▶ DATA RECORDS:

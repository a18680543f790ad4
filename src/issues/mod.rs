//! Issue lists: fetched from the tracker, saved, and loaded back as input
//! for the commit matcher.

pub mod jira;

use std::path::{Path, PathBuf};

use serde::{Deserialize, Serialize};
use thiserror::Error;

use crate::models::{Issue, IssueKey};

pub use jira::JiraClient;

/// Errors from the issue tracker and issue files.
#[derive(Error, Debug)]
pub enum IssueError {
    #[error("issue tracker request failed: {0}")]
    Http(String),

    #[error("issue tracker returned {status} for {url}")]
    Status { url: String, status: u16 },

    #[error("failed to parse issue tracker response: {0}")]
    Parse(String),

    #[error("failed to access {path}: {source}")]
    Io {
        path: PathBuf,
        #[source]
        source: std::io::Error,
    },

    #[error("invalid issue list {path}: {source}")]
    Json {
        path: PathBuf,
        #[source]
        source: serde_json::Error,
    },
}

/// Accepted shapes of an issue file.
#[derive(Deserialize)]
#[serde(untagged)]
enum IssueFile {
    Search { issues: Vec<Issue> },
    Bare(Vec<Issue>),
}

#[derive(Serialize)]
struct SavedIssues<'a> {
    total: usize,
    issues: &'a [Issue],
}

/// Load issues from a tracker search response (`{"issues": [...]}`) or a
/// bare JSON array of issues.
pub fn load_issues(path: &Path) -> Result<Vec<Issue>, IssueError> {
    let content = std::fs::read_to_string(path).map_err(|source| IssueError::Io {
        path: path.to_path_buf(),
        source,
    })?;
    let file: IssueFile = serde_json::from_str(&content).map_err(|source| IssueError::Json {
        path: path.to_path_buf(),
        source,
    })?;
    let issues = match file {
        IssueFile::Search { issues } | IssueFile::Bare(issues) => issues,
    };
    tracing::info!("loaded {} issue(s) from {}", issues.len(), path.display());
    Ok(issues)
}

/// Save issues in the tracker's search-response shape.
pub fn save_issues(path: &Path, issues: &[Issue]) -> Result<(), IssueError> {
    let io_error = |source| IssueError::Io {
        path: path.to_path_buf(),
        source,
    };
    if let Some(parent) = path.parent().filter(|p| !p.as_os_str().is_empty()) {
        std::fs::create_dir_all(parent).map_err(io_error)?;
    }
    let body = serde_json::to_string_pretty(&SavedIssues {
        total: issues.len(),
        issues,
    })
    .map_err(|source| IssueError::Json {
        path: path.to_path_buf(),
        source,
    })?;
    std::fs::write(path, body).map_err(io_error)
}

/// The keys of `issues`, in order.
pub fn issue_keys(issues: &[Issue]) -> Vec<IssueKey> {
    issues.iter().map(|i| i.key.clone()).collect()
}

▶ TASK BRIEF: Transcribe the listing above in full, word for word.

▶ TASK RESPONSE:
repository a18680543f790ad4
filename src/issues/mod.rs
//! Issue lists: fetched from the tracker, saved, and loaded back as input
//! for the commit matcher.

pub mod jira;

use std::path::{Path, PathBuf};

use serde::{Deserialize, Serialize};
use thiserror::Error;

use crate::models::{Issue, IssueKey};

pub use jira::JiraClient;

/// Errors from the issue tracker and issue files.
#[derive(Error, Debug)]
pub enum IssueError {
    #[error("issue tracker request failed: {0}")]
    Http(String),

    #[error("issue tracker returned {status} for {url}")]
    Status { url: String, status: u16 },

    #[error("failed to parse issue tracker response: {0}")]
    Parse(String),

    #[error("failed to access {path}: {source}")]
    Io {
        path: PathBuf,
        #[source]
        source: std::io::Error,
    },

    #[error("invalid issue list {path}: {source}")]
    Json {
        path: PathBuf,
        #[source]
        source: serde_json::Error,
    },
}

/// Accepted shapes of an issue file.
#[derive(Deserialize)]
#[serde(untagged)]
enum IssueFile {
    Search { issues: Vec<Issue> },
    Bare(Vec<Issue>),
}

#[derive(Serialize)]
struct SavedIssues<'a> {
    total: usize,
    issues: &'a [Issue],
}

/// Load issues from a tracker search response (`{"issues": [...]}`) or a
/// bare JSON array of issues.
pub fn load_issues(path: &Path) -> Result<Vec<Issue>, IssueError> {
    let content = std::fs::read_to_string(path).map_err(|source| IssueError::Io {
        path: path.to_path_buf(),
        source,
    })?;
    let file: IssueFile = serde_json::from_str(&content).map_err(|source| IssueError::Json {
        path: path.to_path_buf(),
        source,
    })?;
    let issues = match file {
        IssueFile::Search { issues } | IssueFile::Bare(issues) => issues,
    };
    tracing::info!("loaded {} issue(s) from {}", issues.len(), path.display());
    Ok(issues)
}

/// Save issues in the tracker's search-response shape.
pub fn save_issues(path: &Path, issues: &[Issue]) -> Result<(), IssueError> {
    let io_error = |source| IssueError::Io {
        path: path.to_path_buf(),
        source,
    };
    if let Some(parent) = path.parent().filter(|p| !p.as_os_str().is_empty()) {
        std::fs::create_dir_all(parent).map_err(io_error)?;
    }
    let body = serde_json::to_string_pretty(&SavedIssues {
        total: issues.len(),
        issues,
    })
    .map_err(|source| IssueError::Json {
        path: path.to_path_buf(),
        source,
    })?;
    std::fs::write(path, body).map_err(io_error)
}

/// The keys of `issues`, in order.
pub fn issue_keys(issues: &[Issue]) -> Vec<IssueKey> {
    issues.iter().map(|i| i.key.clone()).collect()
}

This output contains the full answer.